Skip to main content

News & Articles
Mike Natter

There’s something whimsical about the doodles Mike Natter, MD ’17, posts on Instagram. It’s not that they aren’t serious. After all, he has the artistic chops to do medical illustrations for Columbia University Irving Medical Center, and some of his drawings take on grave matters like trauma, pain, death, impostor syndrome and intern burnout. But even when the artist-physician is being sober-minded, there’s still a wry smile and friendly humor peeking through his art.

“In art school I considered myself more of a scientist than an artist,” Natter says, “And then in medical school, I considered myself more of an artist than a med student.” As a student at Sidney Kimmel Medical College, he made anatomy sketches and funny cartoons about life as a student doctor and shared them on social media. “Even today, I’d rather identify as an artist first and a doctor second,” he avers.

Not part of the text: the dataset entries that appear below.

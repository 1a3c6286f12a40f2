use crate::BigInt;
use proptest::prelude::*;

/// `digits` is the range of decimal digit counts, before normalization.
pub fn any_bigint(range: std::ops::Range<usize>) -> impl Strategy<Value = BigInt> {
    (
        proptest::collection::vec(0u8..10, range),
        any::<bool>(),
    )
        .prop_map(|(digits, negative)| BigInt { digits, negative }.normalize())
}
pub fn nonnegative_bigint(range: std::ops::Range<usize>) -> impl Strategy<Value = BigInt> {
    proptest::collection::vec(0u8..10, range).prop_map(|digits| {
        BigInt {
            digits,
            negative: false,
        }
        .normalize()
    })
}
/// Non-negative values whose lowest digits are mostly zero, to drive the
/// trailing-zero path.
pub fn round_bigint(range: std::ops::Range<usize>) -> impl Strategy<Value = BigInt> {
    (nonnegative_bigint(range), 0usize..12).prop_map(|(num, zeros)| num.shifted(zeros))
}
/// Most-significant-first digit sequences, leading zeros allowed.
pub fn any_digit_seq(range: std::ops::Range<usize>) -> impl Strategy<Value = Vec<u8>> {
    proptest::collection::vec(0u8..10, range)
}
pub fn from_i128(x: i128) -> BigInt {
    let magnitude = BigInt::from(x.unsigned_abs());
    if x < 0 {
        -magnitude
    } else {
        magnitude
    }
}
use crate::digits::{pad_to, DigitSeq};

/// Splits `digits` at boundary `m`, returning `(high, low)` where `low` is
/// the last `m` digits and `high` everything before it. Either half may be
/// empty when `m` is `0` or `digits.len()`.
pub fn split_digits(digits: &[u8], m: usize) -> (&[u8], &[u8]) {
    if m > digits.len() {
        panic!(
            "Attempted to split {} digits at boundary {}",
            digits.len(),
            m
        );
    }
    digits.split_at(digits.len() - m)
}

/// Splits at the midpoint. Odd-length sequences are left-padded with one
/// zero first, so both halves have the same length.
pub fn split_halves(seq: &DigitSeq) -> (DigitSeq, DigitSeq) {
    let digits = seq.as_slice();
    let width = digits.len() + digits.len() % 2;
    let padded = pad_to(digits, width);
    let (high, low) = split_digits(&padded, width / 2);
    (
        DigitSeq::from_digits(high.to_vec()),
        DigitSeq::from_digits(low.to_vec()),
    )
}
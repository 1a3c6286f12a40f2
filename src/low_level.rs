//! Carry/borrow primitives over little-endian decimal digit vectors.

pub const RADIX: u8 = 10;

fn add_digits_with_carry(x: u8, y: u8, carry: bool) -> (u8, bool) {
    let sum = x + y + carry as u8;
    if sum >= RADIX {
        (sum - RADIX, true)
    } else {
        (sum, false)
    }
}

fn sub_digits_with_borrow(x: u8, y: u8, borrow: bool) -> (u8, bool) {
    let sub = y + borrow as u8;
    if x >= sub {
        (x - sub, false)
    } else {
        (x + RADIX - sub, true)
    }
}

pub fn add_to_digits(x: u8, digits: &mut [u8]) {
    let (res, carry) = add_digits_with_carry(digits[0], x, false);
    digits[0] = res;
    if carry {
        add_to_digits(1, &mut digits[1..]);
    }
}

pub fn sub_from_digits(x: u8, digits: &mut [u8]) {
    let (res, borrow) = sub_digits_with_borrow(digits[0], x, false);
    digits[0] = res;
    if borrow {
        sub_from_digits(1, &mut digits[1..]);
    }
}

pub fn add_assign_digits(target: &mut Vec<u8>, other: &[u8]) {
    let target_len = std::cmp::max(target.len(), other.len()) + 1;
    target.resize(target_len, 0);
    add_assign_digits_slice(&mut *target, other);
}

pub fn add_assign_digits_slice(target: &mut [u8], other: &[u8]) {
    let mut carry = false;
    for (target_digit, &other_digit) in target.iter_mut().zip(other.iter()) {
        let (res, c) = add_digits_with_carry(*target_digit, other_digit, carry);
        *target_digit = res;
        carry = c;
    }
    if carry {
        add_to_digits(1, &mut target[other.len()..]);
    }
}

// Precondition: target >= other
pub fn sub_assign_digits(target: &mut [u8], other: &[u8]) {
    let mut borrow = false;
    for (target_digit, &other_digit) in target.iter_mut().zip(other.iter()) {
        let (res, b) = sub_digits_with_borrow(*target_digit, other_digit, borrow);
        *target_digit = res;
        borrow = b;
    }
    if borrow {
        sub_from_digits(1, &mut target[other.len()..]);
    }
}

// Precondition: target <= other
pub fn sub_assign_digits_reverse(target: &mut Vec<u8>, other: &[u8]) {
    target.resize(other.len(), 0);
    let mut borrow = false;
    for (target_digit, &other_digit) in target.iter_mut().zip(other.iter()) {
        let (res, b) = sub_digits_with_borrow(other_digit, *target_digit, borrow);
        *target_digit = res;
        borrow = b;
    }
    assert!(!borrow);
}

/// Adds `x * other` into `target`, which must have room for the carry out.
pub fn add_mul_digit_to_digits(x: u8, other: &[u8], target: &mut [u8]) {
    if x == 0 {
        return;
    }
    let mut carry = 0u8;
    for (target_digit, &other_digit) in target.iter_mut().zip(other.iter()) {
        let prod = x * other_digit + *target_digit + carry;
        *target_digit = prod % RADIX;
        carry = prod / RADIX;
    }
    if carry != 0 {
        add_to_digits(carry, &mut target[other.len()..]);
    }
}

/// Little-endian digits of `digits * 10^shift`.
pub fn shifted_digits(digits: &[u8], shift: usize) -> Vec<u8> {
    if digits.is_empty() {
        return Vec::new();
    }
    let mut out = vec![0; shift + digits.len()];
    out[shift..].copy_from_slice(digits);
    out
}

Natter is currently a clinical assistant professor and physician at NYU Langone Health. He first awoke to the allure of medical science when he was diagnosed with Type 1 diabetes and had to monitor his glucose, insulin, and diet. 

Like most students, Natter found the demands of medical school daunting, but again it was the artist who came to the rescue. He learned medicine by illustrating his class notes. The doodles in the margins soon morphed into full-fledged drawings of organs and their functions, diagrams of bio-chemical pathways, and other “didactic stuff”—often with quirky glimpses of visual humor. He posted the illustrations and cartoons on social media and soon attracted a following, which included many medical students who thanked Natter for helping them pass exams.

At Langone, he’s still drawing notes and posting them online, but he’s also chronicling the experience. “It’s been good, and it’s been trying,” he says. “You’re learning how to practice medicine for the first time. You’re dealing with death and codes. You’re trying to help people in their time of greatest need, and it’s exhausting.”

Natter has also become a celebrated international speaker, giving lectures on the intersection of art and medicine across the globe. He aims to humanize medical training and provide empathetic, patient-centered care by using creativity to teach, explain and practice the art of medicine.

“Every kid has a box of crayons, and every kid draws,” he says. “When everyone else stopped, I continued to draw. I don’t know why that is.” Natter is still that kid with a crayon trying to draw a picture of something honest and true.